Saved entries
use std::fs::{self, File, OpenOptions};
use std::io::{self, BufReader, BufWriter, Read, Seek, SeekFrom, Write};
use std::path::{Path, PathBuf};
use std::sync::Mutex;

use tracing::{debug, warn};

use idl_chain::Block;

use crate::error::{StoreError, StoreResult};

/// Magic bytes opening every block log file.
const MAGIC: &[u8; 8] = b"IDLBLOG\0";

/// Current on-disk format version.
const FORMAT_VERSION: u32 = 1;

/// Header size: 8 bytes magic + 4 bytes version.
const FILE_HEADER_SIZE: u64 = 12;

/// Frame header size: 4 bytes length + 4 bytes CRC.
const FRAME_HEADER_SIZE: usize = 8;

/// Flush/sync strategy for the block log.
#[derive(Clone, Debug, Default)]
pub enum SyncMode {
    /// `fsync` after every append (safest, highest latency).
    EveryWrite,
    /// Rely on OS page-cache buffering (fastest, least durable).
    #[default]
    OsDefault,
}

/// Configuration for the block log.
#[derive(Clone, Debug, Default)]
pub struct LogConfig {
    /// Sync/flush strategy.
    pub sync_mode: SyncMode,
}

/// Internal mutable state for the log writer.
struct LogWriter {
    writer: BufWriter<File>,
    /// Current write offset in the log file.
    offset: u64,
}

/// Append-only persisted chain of sealed blocks.
///
/// On-disk format, fixed and versioned:
/// ```text
/// [8 bytes: magic "IDLBLOG\0"]
/// [4 bytes: format version (little-endian u32)]
/// then per block:
/// [4 bytes: frame length (little-endian u32)]
/// [4 bytes: CRC32 of payload (little-endian u32)]
/// [N bytes: payload (bincode-serialized Block)]
/// ```
///
/// Blocks are only ever appended. On recovery the file is read
/// front-to-back; a torn tail frame from a crash is logged and skipped,
/// while a wrong magic or version fails recovery outright.
pub struct BlockLog {
    /// Path to the log file.
    path: PathBuf,
    /// Writer state behind a mutex for thread safety.
    writer: Mutex<LogWriter>,
    /// Configuration.
    config: LogConfig,
}

impl BlockLog {
    /// Open (or create) a block log at the given path.
    ///
    /// A new file gets the versioned header written immediately; an
    /// existing file has its header checked before any appends are
    /// accepted.
    pub fn open(path: &Path, config: LogConfig) -> StoreResult<Self> {
        if let Some(parent) = path.parent() {
            fs::create_dir_all(parent)?;
        }

        let mut file = OpenOptions::new()
            .create(true)
            .read(true)
            .append(true)
            .open(path)?;

        let mut offset = file.metadata()?.len();
        if offset == 0 {
            file.write_all(MAGIC)?;
            file.write_all(&FORMAT_VERSION.to_le_bytes())?;
            file.flush()?;
            offset = FILE_HEADER_SIZE;
        } else {
            Self::check_header(&mut file)?;
        }

        Ok(Self {
            path: path.to_path_buf(),
            writer: Mutex::new(LogWriter {
                writer: BufWriter::new(file),
                offset,
            }),
            config,
        })
    }

    /// Append a sealed block. Returns the byte offset of its frame.
    pub fn append(&self, block: &Block) -> StoreResult<u64> {
        let payload =
            bincode::serialize(block).map_err(|e| StoreError::Serialization(e.to_string()))?;
        let length = payload.len() as u32;
        let crc = crc32fast::hash(&payload);

        let mut w = self.writer.lock().expect("log mutex poisoned");
        let frame_offset = w.offset;

        w.writer.write_all(&length.to_le_bytes())?;
        w.writer.write_all(&crc.to_le_bytes())?;
        w.writer.write_all(&payload)?;

        w.writer.flush()?;
        if matches!(self.config.sync_mode, SyncMode::EveryWrite) {
            w.writer.get_ref().sync_all()?;
        }

        w.offset += (FRAME_HEADER_SIZE + payload.len()) as u64;

        debug!(
            offset = frame_offset,
            len = payload.len(),
            block = %block.hash().short_hex(),
            "block log append"
        );
        Ok(frame_offset)
    }

    /// Recover all intact blocks from the log, in append order.
    ///
    /// Reads front-to-back. A frame that is truncated or fails its CRC
    /// check marks the torn tail of a crashed write: recovery warns and
    /// stops there, returning everything before it.
    pub fn recover(&self) -> StoreResult<Vec<Block>> {
        let mut file = BufReader::new(File::open(&self.path)?);
        Self::check_header(file.get_mut())?;
        let file_len = file.get_ref().metadata()?.len();

        let mut blocks = Vec::new();
        let mut offset = FILE_HEADER_SIZE;
        file.seek(SeekFrom::Start(offset))?;

        while offset + FRAME_HEADER_SIZE as u64 <= file_len {
            let mut header = [0u8; FRAME_HEADER_SIZE];
            match file.read_exact(&mut header) {
                Ok(()) => {}
                Err(e) if e.kind() == io::ErrorKind::UnexpectedEof => break,
                Err(e) => return Err(e.into()),
            }

            let length = u32::from_le_bytes([header[0], header[1], header[2], header[3]]);
            let expected_crc = u32::from_le_bytes([header[4], header[5], header[6], header[7]]);

            if length == 0 || offset + (FRAME_HEADER_SIZE as u64) + (length as u64) > file_len {
                warn!(offset, length, file_len, "torn block log frame; stopping recovery");
                break;
            }

            let mut payload = vec![0u8; length as usize];
            match file.read_exact(&mut payload) {
                Ok(()) => {}
                Err(e) if e.kind() == io::ErrorKind::UnexpectedEof => {
                    warn!(offset, "truncated block log frame; stopping recovery");
                    break;
                }
                Err(e) => return Err(e.into()),
            }

            let actual_crc = crc32fast::hash(&payload);
            if actual_crc != expected_crc {
                warn!(
                    offset,
                    expected = expected_crc,
                    actual = actual_crc,
                    "CRC mismatch in block log frame; stopping recovery"
                );
                break;
            }

            let block: Block = bincode::deserialize(&payload)
                .map_err(|e| StoreError::Serialization(e.to_string()))?;
            blocks.push(block);
            offset += (FRAME_HEADER_SIZE + length as usize) as u64;
        }

        debug!(blocks = blocks.len(), path = %self.path.display(), "block log recovered");
        Ok(blocks)
    }

    /// The log file path.
    pub fn path(&self) -> &Path {
        &self.path
    }

    fn check_header(file: &mut File) -> StoreResult<()> {
        file.seek(SeekFrom::Start(0))?;
        let mut magic = [0u8; 8];
        file.read_exact(&mut magic).map_err(|e| {
            if e.kind() == io::ErrorKind::UnexpectedEof {
                StoreError::BadMagic
            } else {
                StoreError::Io(e)
            }
        })?;
        if &magic != MAGIC {
            return Err(StoreError::BadMagic);
        }

        let mut version_bytes = [0u8; 4];
        file.read_exact(&mut version_bytes).map_err(|e| {
            if e.kind() == io::ErrorKind::UnexpectedEof {
                StoreError::BadMagic
            } else {
                StoreError::Io(e)
            }
        })?;
        let version = u32::from_le_bytes(version_bytes);
        if version != FORMAT_VERSION {
            return Err(StoreError::UnsupportedVersion {
                found: version,
                supported: FORMAT_VERSION,
            });
        }
        Ok(())
    }
}

#[cfg(test)]
mod tests {
    use super::*;
    use idl_chain::{IdentityChain, MiningBudget};
    use idl_types::IdentityRecord;

    fn sealed_blocks(count: usize) -> Vec<Block> {
        let mut chain = IdentityChain::new(1).unwrap();
        for i in 0..count {
            chain
                .add_identity(
                    IdentityRecord::new(format!("user-{i}"), "ef".repeat(32)),
                    &MiningBudget::unbounded(),
                )
                .unwrap();
        }
        chain.blocks().to_vec()
    }

    #[test]
    fn fresh_log_recovers_empty() {
        let dir = tempfile::tempdir().unwrap();
        let log = BlockLog::open(&dir.path().join("chain.log"), LogConfig::default()).unwrap();
        assert!(log.recover().unwrap().is_empty());
    }

    #[test]
    fn append_recover_roundtrip() {
        let dir = tempfile::tempdir().unwrap();
        let path = dir.path().join("chain.log");
        let blocks = sealed_blocks(3);

        let log = BlockLog::open(&path, LogConfig::default()).unwrap();
        for block in &blocks {
            log.append(block).unwrap();
        }
        drop(log);

        let reopened = BlockLog::open(&path, LogConfig::default()).unwrap();
        assert_eq!(reopened.recover().unwrap(), blocks);
    }

    #[test]
    fn appends_resume_after_reopen() {
        let dir = tempfile::tempdir().unwrap();
        let path = dir.path().join("chain.log");
        let blocks = sealed_blocks(2);

        let log = BlockLog::open(&path, LogConfig::default()).unwrap();
        log.append(&blocks[0]).unwrap();
        log.append(&blocks[1]).unwrap();
        drop(log);

        let log = BlockLog::open(&path, LogConfig::default()).unwrap();
        log.append(&blocks[2]).unwrap();
        assert_eq!(log.recover().unwrap(), blocks);
    }

    #[test]
    fn torn_tail_is_skipped() {
        let dir = tempfile::tempdir().unwrap();
        let path = dir.path().join("chain.log");
        let blocks = sealed_blocks(2);

        let log = BlockLog::open(&path, LogConfig::default()).unwrap();
        for block in &blocks[..2] {
            log.append(block).unwrap();
        }
        drop(log);

        // Simulate a crash mid-append: garbage after the last intact frame.
        let mut file = OpenOptions::new().append(true).open(&path).unwrap();
        file.write_all(&[0xde, 0xad, 0xbe, 0xef, 0x01, 0x02, 0x03, 0x04, 0x05])
            .unwrap();
        drop(file);

        let log = BlockLog::open(&path, LogConfig::default()).unwrap();
        assert_eq!(log.recover().unwrap(), blocks[..2].to_vec());
    }

    #[test]
    fn corrupted_frame_stops_recovery() {
        let dir = tempfile::tempdir().unwrap();
        let path = dir.path().join("chain.log");
        let blocks = sealed_blocks(2);

        let log = BlockLog::open(&path, LogConfig::default()).unwrap();
        let first_offset = log.append(&blocks[0]).unwrap();
        log.append(&blocks[1]).unwrap();
        drop(log);

        // Flip a payload byte in the first frame.
        let mut contents = fs::read(&path).unwrap();
        let payload_start = first_offset as usize + FRAME_HEADER_SIZE;
        contents[payload_start] ^= 0xff;
        fs::write(&path, &contents).unwrap();

        let log = BlockLog::open(&path, LogConfig::default()).unwrap();
        assert!(log.recover().unwrap().is_empty());
    }

    #[test]
    fn wrong_magic_is_rejected() {
        let dir = tempfile::tempdir().unwrap();
        let path = dir.path().join("chain.log");
        fs::write(&path, b"NOTALOG\0\x01\x00\x00\x00").unwrap();

        assert!(matches!(
            BlockLog::open(&path, LogConfig::default()),
            Err(StoreError::BadMagic)
        ));
    }

    #[test]
    fn unsupported_version_is_rejected() {
        let dir = tempfile::tempdir().unwrap();
        let path = dir.path().join("chain.log");
        let mut contents = Vec::new();
        contents.extend_from_slice(MAGIC);
        contents.extend_from_slice(&99u32.to_le_bytes());
        fs::write(&path, &contents).unwrap();

        assert!(matches!(
            BlockLog::open(&path, LogConfig::default()),
            Err(StoreError::UnsupportedVersion {
                found: 99,
                supported: FORMAT_VERSION
            })
        ));
    }

    #[test]
    fn every_write_sync_mode_roundtrips() {
        let dir = tempfile::tempdir().unwrap();
        let path = dir.path().join("chain.log");
        let blocks = sealed_blocks(1);

        let log = BlockLog::open(
            &path,
            LogConfig {
                sync_mode: SyncMode::EveryWrite,
            },
        )
        .unwrap();
        log.append(&blocks[0]).unwrap();
        log.append(&blocks[1]).unwrap();
        assert_eq!(log.recover().unwrap(), blocks);
    }
}
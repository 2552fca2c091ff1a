use std::fmt;

use serde::{Deserialize, Serialize};
use sha2::{Digest, Sha256};

use crate::error::TypeError;

/// Content-addressed identifier for a sealed block.
///
/// A `BlockHash` is the SHA-256 digest of a block's hash preimage.
/// Identical preimages always produce the same `BlockHash`, which is what
/// makes the chain tamper-evident: recomputing a block's hash from its
/// stored fields must reproduce the stored value.
///
/// The all-zero [`BlockHash::null`] value doubles as a sentinel: it is the
/// `previous_hash` of the genesis block and the placeholder hash of a block
/// that has not been sealed yet.
#[derive(Clone, Copy, PartialEq, Eq, Hash, PartialOrd, Ord, Serialize, Deserialize)]
pub struct BlockHash([u8; 32]);

impl BlockHash {
    /// Compute a `BlockHash` from raw bytes.
    pub fn from_bytes(data: &[u8]) -> Self {
        Self(Sha256::digest(data).into())
    }

    /// Create a `BlockHash` from a pre-computed digest.
    pub fn from_digest(digest: [u8; 32]) -> Self {
        Self(digest)
    }

    /// The null hash (all zeros). Anchors genesis and marks unsealed blocks.
    pub const fn null() -> Self {
        Self([0u8; 32])
    }

    /// Returns `true` if this is the null hash.
    pub fn is_null(&self) -> bool {
        self.0 == [0u8; 32]
    }

    /// The raw 32-byte digest.
    pub fn as_bytes(&self) -> &[u8; 32] {
        &self.0
    }

    /// Hex-encoded string representation.
    pub fn to_hex(&self) -> String {
        hex::encode(self.0)
    }

    /// Short hex representation (first 8 characters).
    pub fn short_hex(&self) -> String {
        hex::encode(&self.0[..4])
    }

    /// Parse from a hex string.
    pub fn from_hex(s: &str) -> Result<Self, TypeError> {
        let bytes = hex::decode(s).map_err(|e| TypeError::InvalidHex(e.to_string()))?;
        if bytes.len() != 32 {
            return Err(TypeError::InvalidLength {
                expected: 32,
                actual: bytes.len(),
            });
        }
        let mut arr = [0u8; 32];
        arr.copy_from_slice(&bytes);
        Ok(Self(arr))
    }

    /// Number of leading zero hex characters (nibbles) in the digest.
    ///
    /// This is the proof-of-work difficulty measure: a block sealed at
    /// difficulty `d` has a hash whose hex form starts with `d` zeros.
    pub fn leading_zero_hex(&self) -> usize {
        let mut count = 0;
        for byte in &self.0 {
            if *byte == 0 {
                count += 2;
            } else {
                if byte >> 4 == 0 {
                    count += 1;
                }
                break;
            }
        }
        count
    }
}

impl fmt::Debug for BlockHash {
    fn fmt(&self, f: &mut fmt::Formatter<'_>) -> fmt::Result {
        write!(f, "BlockHash({})", self.short_hex())
    }
}

impl fmt::Display for BlockHash {
    fn fmt(&self, f: &mut fmt::Formatter<'_>) -> fmt::Result {
        write!(f, "{}", self.to_hex())
    }
}

impl From<[u8; 32]> for BlockHash {
    fn from(digest: [u8; 32]) -> Self {
        Self(digest)
    }
}

impl From<BlockHash> for [u8; 32] {
    fn from(hash: BlockHash) -> Self {
        hash.0
    }
}
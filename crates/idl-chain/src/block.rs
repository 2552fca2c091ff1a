use std::time::{Duration, Instant};

use serde::{Deserialize, Serialize};
use tracing::debug;

use idl_crypto::ContentHasher;
use idl_types::{BlockHash, IdentityRecord};

use crate::error::ChainError;
use crate::mining::MiningBudget;

/// One unit of the identity chain.
///
/// A block is created unsealed (`nonce = 0`, hash null) and becomes
/// immutable once [`Block::seal`] finds a nonce whose hash satisfies the
/// difficulty. The stored hash covers the previous block's hash, the
/// timestamp, the nonce, and the canonical serialization of the
/// transactions, so changing any of them after sealing is detectable by
/// recomputation.
#[derive(Clone, Debug, PartialEq, Eq, Serialize, Deserialize)]
pub struct Block {
    pub(crate) timestamp: u64,
    pub(crate) transactions: Vec<IdentityRecord>,
    pub(crate) previous_hash: BlockHash,
    pub(crate) nonce: u64,
    pub(crate) hash: BlockHash,
}

/// Outcome of a successful seal: how much work the search cost.
#[derive(Clone, Copy, Debug, PartialEq, Eq)]
pub struct SealProof {
    /// Nonce attempts performed, including the successful one.
    pub iterations: u64,
    /// Wall-clock duration of the search.
    pub elapsed: Duration,
}

impl Block {
    /// Construct an unsealed block.
    pub fn new(
        timestamp: u64,
        transactions: Vec<IdentityRecord>,
        previous_hash: BlockHash,
    ) -> Self {
        Self {
            timestamp,
            transactions,
            previous_hash,
            nonce: 0,
            hash: BlockHash::null(),
        }
    }

    /// Construct the genesis block: no transactions, anchored at the null
    /// hash, its own hash computed at nonce 0 without proof-of-work.
    pub fn genesis(timestamp: u64) -> Result<Self, ChainError> {
        let mut block = Self::new(timestamp, Vec::new(), BlockHash::null());
        block.hash = block.compute_hash()?;
        Ok(block)
    }

    /// Recompute this block's hash from its stored fields.
    ///
    /// The preimage is `(previous_hash, timestamp, nonce, transactions)`
    /// under the block hashing domain, with the transactions serialized to
    /// canonical JSON. Serialization of well-formed records cannot fail;
    /// [`ChainError::HashUnavailable`] is an invariant violation.
    pub fn compute_hash(&self) -> Result<BlockHash, ChainError> {
        let tx_bytes = canonical_transactions(&self.transactions)?;
        Ok(hash_preimage(
            &self.previous_hash,
            self.timestamp,
            self.nonce,
            &tx_bytes,
        ))
    }

    /// Search for a nonce whose hash has `difficulty` leading zero hex
    /// characters, charging each attempt against `budget`.
    ///
    /// On success the block is sealed and must be treated as immutable.
    /// Difficulty 0 accepts the first computed hash. An exhausted budget
    /// surfaces [`ChainError::MiningTimeout`] and leaves the block unsealed
    /// (its hash stays null; the nonce keeps its last attempted value).
    pub fn seal(
        &mut self,
        difficulty: usize,
        budget: &MiningBudget,
    ) -> Result<SealProof, ChainError> {
        let started = Instant::now();
        let tx_bytes = canonical_transactions(&self.transactions)?;
        let mut iterations: u64 = 0;

        loop {
            let hash = hash_preimage(&self.previous_hash, self.timestamp, self.nonce, &tx_bytes);
            iterations += 1;
            if hash.leading_zero_hex() >= difficulty {
                self.hash = hash;
                let proof = SealProof {
                    iterations,
                    elapsed: started.elapsed(),
                };
                debug!(
                    hash = %self.hash.short_hex(),
                    difficulty,
                    iterations,
                    elapsed_ms = proof.elapsed.as_millis() as u64,
                    "block sealed"
                );
                return Ok(proof);
            }
            budget.charge(iterations, difficulty)?;
            self.nonce = self.nonce.wrapping_add(1);
        }
    }

    /// Returns `true` once the block carries a computed hash.
    pub fn is_sealed(&self) -> bool {
        !self.hash.is_null()
    }

    /// Returns `true` if the stored hash satisfies `difficulty`.
    pub fn meets_difficulty(&self, difficulty: usize) -> bool {
        self.is_sealed() && self.hash.leading_zero_hex() >= difficulty
    }

    pub fn timestamp(&self) -> u64 {
        self.timestamp
    }

    pub fn transactions(&self) -> &[IdentityRecord] {
        &self.transactions
    }

    pub fn previous_hash(&self) -> &BlockHash {
        &self.previous_hash
    }

    pub fn nonce(&self) -> u64 {
        self.nonce
    }

    /// The stored hash. Null until sealed.
    pub fn hash(&self) -> &BlockHash {
        &self.hash
    }
}

/// Canonical byte form of a transaction list for hashing.
fn canonical_transactions(transactions: &[IdentityRecord]) -> Result<Vec<u8>, ChainError> {
    serde_json::to_vec(transactions).map_err(|e| ChainError::HashUnavailable(e.to_string()))
}

/// The block hash preimage. Fixed-width segments precede the
/// variable-length transaction bytes.
fn hash_preimage(
    previous_hash: &BlockHash,
    timestamp: u64,
    nonce: u64,
    tx_bytes: &[u8],
) -> BlockHash {
    ContentHasher::BLOCK.hash_parts(&[
        previous_hash.as_bytes(),
        &timestamp.to_le_bytes(),
        &nonce.to_le_bytes(),
        tx_bytes,
    ])
}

:: Work instructions ::
Above are some lines. Repeat exactly, and only, those from the line that has "for a sealed block." through the line that has "for byte in".

:: Task result ::
/// Content-addressed identifier for a sealed block.
///
/// A `BlockHash` is the SHA-256 digest of a block's hash preimage.
/// Identical preimages always produce the same `BlockHash`, which is what
/// makes the chain tamper-evident: recomputing a block's hash from its
/// stored fields must reproduce the stored value.
///
/// The all-zero [`BlockHash::null`] value doubles as a sentinel: it is the
/// `previous_hash` of the genesis block and the placeholder hash of a block
/// that has not been sealed yet.
#[derive(Clone, Copy, PartialEq, Eq, Hash, PartialOrd, Ord, Serialize, Deserialize)]
pub struct BlockHash([u8; 32]);

impl BlockHash {
    /// Compute a `BlockHash` from raw bytes.
    pub fn from_bytes(data: &[u8]) -> Self {
        Self(Sha256::digest(data).into())
    }

    /// Create a `BlockHash` from a pre-computed digest.
    pub fn from_digest(digest: [u8; 32]) -> Self {
        Self(digest)
    }

    /// The null hash (all zeros). Anchors genesis and marks unsealed blocks.
    pub const fn null() -> Self {
        Self([0u8; 32])
    }

    /// Returns `true` if this is the null hash.
    pub fn is_null(&self) -> bool {
        self.0 == [0u8; 32]
    }

    /// The raw 32-byte digest.
    pub fn as_bytes(&self) -> &[u8; 32] {
        &self.0
    }

    /// Hex-encoded string representation.
    pub fn to_hex(&self) -> String {
        hex::encode(self.0)
    }

    /// Short hex representation (first 8 characters).
    pub fn short_hex(&self) -> String {
        hex::encode(&self.0[..4])
    }

    /// Parse from a hex string.
    pub fn from_hex(s: &str) -> Result<Self, TypeError> {
        let bytes = hex::decode(s).map_err(|e| TypeError::InvalidHex(e.to_string()))?;
        if bytes.len() != 32 {
            return Err(TypeError::InvalidLength {
                expected: 32,
                actual: bytes.len(),
            });
        }
        let mut arr = [0u8; 32];
        arr.copy_from_slice(&bytes);
        Ok(Self(arr))
    }

    /// Number of leading zero hex characters (nibbles) in the digest.
    ///
    /// This is the proof-of-work difficulty measure: a block sealed at
    /// difficulty `d` has a hash whose hex form starts with `d` zeros.
    pub fn leading_zero_hex(&self) -> usize {
        let mut count = 0;
        for byte in &self.0 {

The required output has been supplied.